Where does the word "LogLevel" show up in the data? Please find each such line and copy it.

(Data records)
════════
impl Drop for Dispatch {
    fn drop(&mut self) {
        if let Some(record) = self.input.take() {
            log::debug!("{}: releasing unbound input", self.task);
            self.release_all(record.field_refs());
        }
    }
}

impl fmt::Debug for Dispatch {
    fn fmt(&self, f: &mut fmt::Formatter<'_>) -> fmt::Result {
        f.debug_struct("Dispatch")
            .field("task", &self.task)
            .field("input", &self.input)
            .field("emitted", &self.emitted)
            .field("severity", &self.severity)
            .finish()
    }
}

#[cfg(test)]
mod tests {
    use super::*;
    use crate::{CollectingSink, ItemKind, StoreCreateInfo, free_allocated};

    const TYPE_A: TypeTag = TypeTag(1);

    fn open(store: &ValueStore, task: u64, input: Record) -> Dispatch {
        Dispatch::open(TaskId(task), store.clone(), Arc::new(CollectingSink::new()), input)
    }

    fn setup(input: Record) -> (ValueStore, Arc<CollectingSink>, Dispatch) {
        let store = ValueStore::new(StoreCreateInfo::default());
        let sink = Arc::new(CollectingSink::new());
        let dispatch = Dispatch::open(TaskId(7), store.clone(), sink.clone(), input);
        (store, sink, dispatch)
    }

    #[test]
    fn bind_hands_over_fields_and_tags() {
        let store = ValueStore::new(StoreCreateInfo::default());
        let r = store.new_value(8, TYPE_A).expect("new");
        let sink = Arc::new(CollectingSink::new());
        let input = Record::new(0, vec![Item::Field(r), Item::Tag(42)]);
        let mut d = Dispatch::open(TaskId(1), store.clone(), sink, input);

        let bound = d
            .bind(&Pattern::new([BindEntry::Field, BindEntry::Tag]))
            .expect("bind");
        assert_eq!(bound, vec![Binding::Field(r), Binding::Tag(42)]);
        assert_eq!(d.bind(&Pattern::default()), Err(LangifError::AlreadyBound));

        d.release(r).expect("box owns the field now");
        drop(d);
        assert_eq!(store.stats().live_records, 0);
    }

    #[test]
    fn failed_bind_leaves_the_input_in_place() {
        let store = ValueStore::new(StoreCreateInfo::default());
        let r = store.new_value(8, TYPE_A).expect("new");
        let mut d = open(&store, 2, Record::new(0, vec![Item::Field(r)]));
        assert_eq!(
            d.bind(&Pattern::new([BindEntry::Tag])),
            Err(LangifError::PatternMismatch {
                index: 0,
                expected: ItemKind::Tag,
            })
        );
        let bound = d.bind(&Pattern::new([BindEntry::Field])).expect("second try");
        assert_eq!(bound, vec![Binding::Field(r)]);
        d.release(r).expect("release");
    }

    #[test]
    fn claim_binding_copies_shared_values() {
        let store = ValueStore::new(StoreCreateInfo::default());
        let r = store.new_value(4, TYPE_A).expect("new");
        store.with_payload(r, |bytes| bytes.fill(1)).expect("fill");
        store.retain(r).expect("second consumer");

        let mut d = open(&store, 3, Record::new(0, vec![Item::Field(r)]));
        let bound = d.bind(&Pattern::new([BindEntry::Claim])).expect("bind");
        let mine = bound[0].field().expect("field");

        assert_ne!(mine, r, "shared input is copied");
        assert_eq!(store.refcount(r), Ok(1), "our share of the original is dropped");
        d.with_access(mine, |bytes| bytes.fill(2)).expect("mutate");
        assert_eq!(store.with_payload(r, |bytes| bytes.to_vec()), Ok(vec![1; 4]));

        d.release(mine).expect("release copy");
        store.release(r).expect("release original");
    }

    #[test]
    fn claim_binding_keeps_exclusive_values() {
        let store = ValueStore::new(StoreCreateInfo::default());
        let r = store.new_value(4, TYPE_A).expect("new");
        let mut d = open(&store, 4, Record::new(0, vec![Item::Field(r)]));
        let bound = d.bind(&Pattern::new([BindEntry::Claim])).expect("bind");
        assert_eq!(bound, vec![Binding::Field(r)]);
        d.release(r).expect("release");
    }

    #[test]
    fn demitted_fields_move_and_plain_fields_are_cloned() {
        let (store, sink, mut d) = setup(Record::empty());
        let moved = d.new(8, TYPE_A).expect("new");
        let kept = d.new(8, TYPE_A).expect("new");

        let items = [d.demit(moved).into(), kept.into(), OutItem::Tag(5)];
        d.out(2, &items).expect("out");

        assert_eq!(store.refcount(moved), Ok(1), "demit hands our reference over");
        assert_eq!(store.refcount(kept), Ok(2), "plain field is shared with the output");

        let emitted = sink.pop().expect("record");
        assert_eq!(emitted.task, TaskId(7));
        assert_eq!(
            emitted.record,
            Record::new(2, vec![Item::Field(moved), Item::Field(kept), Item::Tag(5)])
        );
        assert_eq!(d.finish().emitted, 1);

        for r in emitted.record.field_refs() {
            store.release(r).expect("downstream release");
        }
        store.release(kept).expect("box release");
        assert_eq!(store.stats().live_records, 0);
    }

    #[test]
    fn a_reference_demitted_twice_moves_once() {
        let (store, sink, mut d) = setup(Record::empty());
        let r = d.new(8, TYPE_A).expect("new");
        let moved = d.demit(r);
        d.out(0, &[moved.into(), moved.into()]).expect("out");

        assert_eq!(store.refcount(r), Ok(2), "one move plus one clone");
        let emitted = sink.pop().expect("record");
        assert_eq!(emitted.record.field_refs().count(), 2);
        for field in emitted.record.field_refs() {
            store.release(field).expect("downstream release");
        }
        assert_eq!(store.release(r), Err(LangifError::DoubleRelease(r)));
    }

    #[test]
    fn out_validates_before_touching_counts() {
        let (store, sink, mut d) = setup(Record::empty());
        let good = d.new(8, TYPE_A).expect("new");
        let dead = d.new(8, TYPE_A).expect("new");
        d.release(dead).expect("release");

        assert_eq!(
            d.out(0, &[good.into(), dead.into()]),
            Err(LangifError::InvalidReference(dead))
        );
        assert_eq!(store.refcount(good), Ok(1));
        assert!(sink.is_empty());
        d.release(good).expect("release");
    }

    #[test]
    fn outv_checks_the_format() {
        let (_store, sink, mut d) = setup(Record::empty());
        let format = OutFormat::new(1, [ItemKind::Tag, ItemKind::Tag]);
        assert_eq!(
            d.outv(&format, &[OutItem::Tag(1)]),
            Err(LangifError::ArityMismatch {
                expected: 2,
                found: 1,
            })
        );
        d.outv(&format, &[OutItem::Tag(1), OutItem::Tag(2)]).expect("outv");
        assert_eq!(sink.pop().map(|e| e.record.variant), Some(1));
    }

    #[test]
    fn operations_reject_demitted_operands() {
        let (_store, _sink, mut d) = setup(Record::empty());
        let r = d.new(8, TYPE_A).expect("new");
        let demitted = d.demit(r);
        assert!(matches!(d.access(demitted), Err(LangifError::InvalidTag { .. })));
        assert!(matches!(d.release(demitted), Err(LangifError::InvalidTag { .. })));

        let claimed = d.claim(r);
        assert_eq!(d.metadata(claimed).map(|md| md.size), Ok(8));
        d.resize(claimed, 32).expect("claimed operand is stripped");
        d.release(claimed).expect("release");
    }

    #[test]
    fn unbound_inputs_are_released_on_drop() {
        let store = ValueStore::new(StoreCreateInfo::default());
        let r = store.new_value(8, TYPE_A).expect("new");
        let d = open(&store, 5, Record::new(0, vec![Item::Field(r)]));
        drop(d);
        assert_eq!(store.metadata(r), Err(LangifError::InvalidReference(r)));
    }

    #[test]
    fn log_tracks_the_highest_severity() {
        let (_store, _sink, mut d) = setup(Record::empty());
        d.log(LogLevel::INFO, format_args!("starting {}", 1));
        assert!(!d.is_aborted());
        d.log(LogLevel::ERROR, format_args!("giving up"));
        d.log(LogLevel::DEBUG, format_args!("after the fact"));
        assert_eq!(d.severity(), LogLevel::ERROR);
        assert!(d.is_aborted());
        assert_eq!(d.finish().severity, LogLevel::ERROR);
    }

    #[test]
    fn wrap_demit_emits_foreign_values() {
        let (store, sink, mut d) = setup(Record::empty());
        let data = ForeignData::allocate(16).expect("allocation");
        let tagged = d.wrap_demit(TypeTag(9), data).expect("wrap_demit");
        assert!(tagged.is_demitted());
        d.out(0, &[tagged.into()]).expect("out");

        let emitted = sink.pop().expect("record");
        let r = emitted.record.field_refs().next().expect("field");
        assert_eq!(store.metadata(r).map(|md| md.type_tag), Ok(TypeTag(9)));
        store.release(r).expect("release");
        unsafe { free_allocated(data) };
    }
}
════════
● **Answer space**:
        d.log(LogLevel::INFO, format_args!("starting {}", 1));
        d.log(LogLevel::ERROR, format_args!("giving up"));
        d.log(LogLevel::DEBUG, format_args!("after the fact"));
        assert_eq!(d.severity(), LogLevel::ERROR);
        assert_eq!(d.finish().severity, LogLevel::ERROR);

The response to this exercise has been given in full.